YOUR GOAL: Below are the entries; return every line among them that holds the word "Operation".

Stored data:
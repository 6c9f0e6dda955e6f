use std::fmt;

use cura_types::{AccountId, Numeric};
use serde::{Deserialize, Serialize};

use crate::error::{ReplayError, ReplayResult};

/// Operation name carried by an [`Action`].
#[derive(Clone, Copy, Debug, PartialEq, Eq, Hash, Serialize, Deserialize)]
#[serde(rename_all = "SCREAMING_SNAKE_CASE")]
pub enum ActionKind {
    Deposit,
    Withdraw,
    BuyShares,
    Claim,
    Sleep,
    Step,
    MintShares,
    DistributeRoyalties,
    ClaimRoyalties,
    TransferShares,
    Transfer,
    Mint,
}

impl ActionKind {
    pub fn as_str(&self) -> &'static str {
        match self {
            Self::Deposit => "DEPOSIT",
            Self::Withdraw => "WITHDRAW",
            Self::BuyShares => "BUY_SHARES",
            Self::Claim => "CLAIM",
            Self::Sleep => "SLEEP",
            Self::Step => "STEP",
            Self::MintShares => "MINT_SHARES",
            Self::DistributeRoyalties => "DISTRIBUTE_ROYALTIES",
            Self::ClaimRoyalties => "CLAIM_ROYALTIES",
            Self::TransferShares => "TRANSFER_SHARES",
            Self::Transfer => "TRANSFER",
            Self::Mint => "MINT",
        }
    }
}

impl fmt::Display for ActionKind {
    fn fmt(&self, f: &mut fmt::Formatter<'_>) -> fmt::Result {
        f.write_str(self.as_str())
    }
}

/// Component of the replay state an action is addressed to.
#[derive(Clone, Copy, Debug, PartialEq, Eq, Hash, Serialize, Deserialize)]
#[serde(rename_all = "camelCase")]
pub enum Target {
    Chain,
    ReserveToken,
    CurationPool,
}

impl Target {
    pub fn as_str(&self) -> &'static str {
        match self {
            Self::Chain => "chain",
            Self::ReserveToken => "reserveToken",
            Self::CurationPool => "curationPool",
        }
    }
}

impl fmt::Display for Target {
    fn fmt(&self, f: &mut fmt::Formatter<'_>) -> fmt::Result {
        f.write_str(self.as_str())
    }
}

/// Positional argument: an account name or a number.
#[derive(Clone, Debug, PartialEq, Serialize, Deserialize)]
#[serde(untagged)]
pub enum ActionArg {
    Number(Numeric),
    Text(String),
}

impl From<Numeric> for ActionArg {
    fn from(value: Numeric) -> Self {
        Self::Number(value)
    }
}

impl From<&str> for ActionArg {
    fn from(value: &str) -> Self {
        Self::Text(value.to_owned())
    }
}

impl fmt::Display for ActionArg {
    fn fmt(&self, f: &mut fmt::Formatter<'_>) -> fmt::Result {
        match self {
            Self::Number(value) => write!(f, "{value}"),
            Self::Text(value) => f.write_str(value),
        }
    }
}

/// One step of a replay, as written in a scenario.
#[derive(Clone, Debug, PartialEq, Serialize, Deserialize)]
pub struct Action {
    pub kind: ActionKind,
    pub target: Target,
    #[serde(default)]
    pub args: Vec<ActionArg>,
}

impl Action {
    pub fn new(kind: ActionKind, target: Target, args: Vec<ActionArg>) -> Self {
        Self { kind, target, args }
    }

    pub fn deposit(account: &str, amount: Numeric) -> Self {
        Self::new(
            ActionKind::Deposit,
            Target::CurationPool,
            vec![account.into(), amount.into()],
        )
    }

    pub fn withdraw(account: &str, amount: Numeric) -> Self {
        Self::new(
            ActionKind::Withdraw,
            Target::CurationPool,
            vec![account.into(), amount.into()],
        )
    }

    pub fn buy_shares(account: &str, shares: Numeric) -> Self {
        Self::new(
            ActionKind::BuyShares,
            Target::CurationPool,
            vec![account.into(), shares.into()],
        )
    }

    pub fn claim(account: &str) -> Self {
        Self::new(ActionKind::Claim, Target::CurationPool, vec![account.into()])
    }

    pub fn sleep(blocks: u64) -> Self {
        Self::new(ActionKind::Sleep, Target::Chain, vec![(blocks as Numeric).into()])
    }
}

impl fmt::Display for Action {
    fn fmt(&self, f: &mut fmt::Formatter<'_>) -> fmt::Result {
        write!(f, "{} {}(", self.kind, self.target)?;
        for (i, arg) in self.args.iter().enumerate() {
            if i > 0 {
                f.write_str(", ")?;
            }
            write!(f, "{arg}")?;
        }
        f.write_str(")")
    }
}

/// An [`Action`] resolved against its target, with typed arguments.
#[derive(Clone, Debug, PartialEq)]
pub enum Operation {
    Sleep(u64),
    Step,
    Transfer {
        from: AccountId,
        to: AccountId,
        amount: Numeric,
    },
    Mint {
        to: AccountId,
        amount: Numeric,
    },
    Deposit {
        account: AccountId,
        amount: Numeric,
    },
    Withdraw {
        account: AccountId,
        amount: Numeric,
    },
    BuyShares {
        account: AccountId,
        shares: Numeric,
    },
    Claim {
        account: AccountId,
    },
    MintShares,
    DistributeRoyalties {
        royalties: Numeric,
    },
    ClaimRoyalties {
        account: AccountId,
    },
    TransferShares {
        from: AccountId,
        to: AccountId,
        amount: Numeric,
    },
}

impl Operation {
    /// Resolve the target and kind of `action` and check its arguments.
    pub fn resolve(action: &Action) -> ReplayResult<Self> {
        use ActionKind as K;

        let op = match (action.target, action.kind) {
            (Target::Chain, K::Sleep) => Self::Sleep(Args::exactly(action, 1)?.blocks(0)?),
            (Target::Chain, K::Step) => {
                Args::exactly(action, 0)?;
                Self::Step
            }

            (Target::ReserveToken, K::Transfer) => {
                let args = Args::exactly(action, 3)?;
                Self::Transfer {
                    from: args.account(0)?,
                    to: args.account(1)?,
                    amount: args.number(2)?,
                }
            }
            (Target::ReserveToken, K::Mint) => {
                let args = Args::exactly(action, 2)?;
                Self::Mint {
                    to: args.account(0)?,
                    amount: args.number(1)?,
                }
            }

            (Target::CurationPool, K::Deposit) => {
                let args = Args::exactly(action, 2)?;
                Self::Deposit {
                    account: args.account(0)?,
                    amount: args.number(1)?,
                }
            }
            (Target::CurationPool, K::Withdraw) => {
                let args = Args::exactly(action, 2)?;
                Self::Withdraw {
                    account: args.account(0)?,
                    amount: args.number(1)?,
                }
            }
            (Target::CurationPool, K::BuyShares) => {
                let args = Args::exactly(action, 2)?;
                Self::BuyShares {
                    account: args.account(0)?,
                    shares: args.number(1)?,
                }
            }
            (Target::CurationPool, K::Claim) => Self::Claim {
                account: Args::exactly(action, 1)?.account(0)?,
            },
            (Target::CurationPool, K::MintShares) => {
                Args::exactly(action, 0)?;
                Self::MintShares
            }
            (Target::CurationPool, K::DistributeRoyalties) => Self::DistributeRoyalties {
                royalties: Args::exactly(action, 1)?.number(0)?,
            },
            (Target::CurationPool, K::ClaimRoyalties) => Self::ClaimRoyalties {
                account: Args::exactly(action, 1)?.account(0)?,
            },
            (Target::CurationPool, K::TransferShares) => {
                let args = Args::exactly(action, 3)?;
                Self::TransferShares {
                    from: args.account(0)?,
                    to: args.account(1)?,
                    amount: args.number(2)?,
                }
            }

            (target, kind) => return Err(ReplayError::UnsupportedAction { kind, target }),
        };
        Ok(op)
    }
}

/// Positional argument reader for one action.
struct Args<'a> {
    kind: ActionKind,
    args: &'a [ActionArg],
}

impl<'a> Args<'a> {
    fn exactly(action: &'a Action, count: usize) -> ReplayResult<Self> {
        let args = Self {
            kind: action.kind,
            args: &action.args,
        };
        if action.args.len() != count {
            return Err(args.invalid(format!(
                "expected {count} arguments, got {}",
                action.args.len()
            )));
        }
        Ok(args)
    }

    fn invalid(&self, reason: String) -> ReplayError {
        ReplayError::InvalidArguments {
            kind: self.kind,
            reason,
        }
    }

    fn account(&self, index: usize) -> ReplayResult<AccountId> {
        match &self.args[index] {
            ActionArg::Text(name) if !name.is_empty() => Ok(AccountId::new(name.clone())),
            other => Err(self.invalid(format!(
                "argument {index} must be an account name, got {other:?}"
            ))),
        }
    }

    fn number(&self, index: usize) -> ReplayResult<Numeric> {
        match &self.args[index] {
            ActionArg::Number(value) => Ok(*value),
            other => Err(self.invalid(format!("argument {index} must be a number, got {other:?}"))),
        }
    }

    fn blocks(&self, index: usize) -> ReplayResult<u64> {
        let value = self.number(index)?;
        if value.is_finite() && value >= 0.0 && value.fract() == 0.0 && value <= u64::MAX as f64 {
            Ok(value as u64)
        } else {
            Err(self.invalid(format!(
                "argument {index} must be a whole number of blocks, got {value}"
            )))
        }
    }
}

RESULT:
/// Operation name carried by an [`Action`].
pub enum Operation {
impl Operation {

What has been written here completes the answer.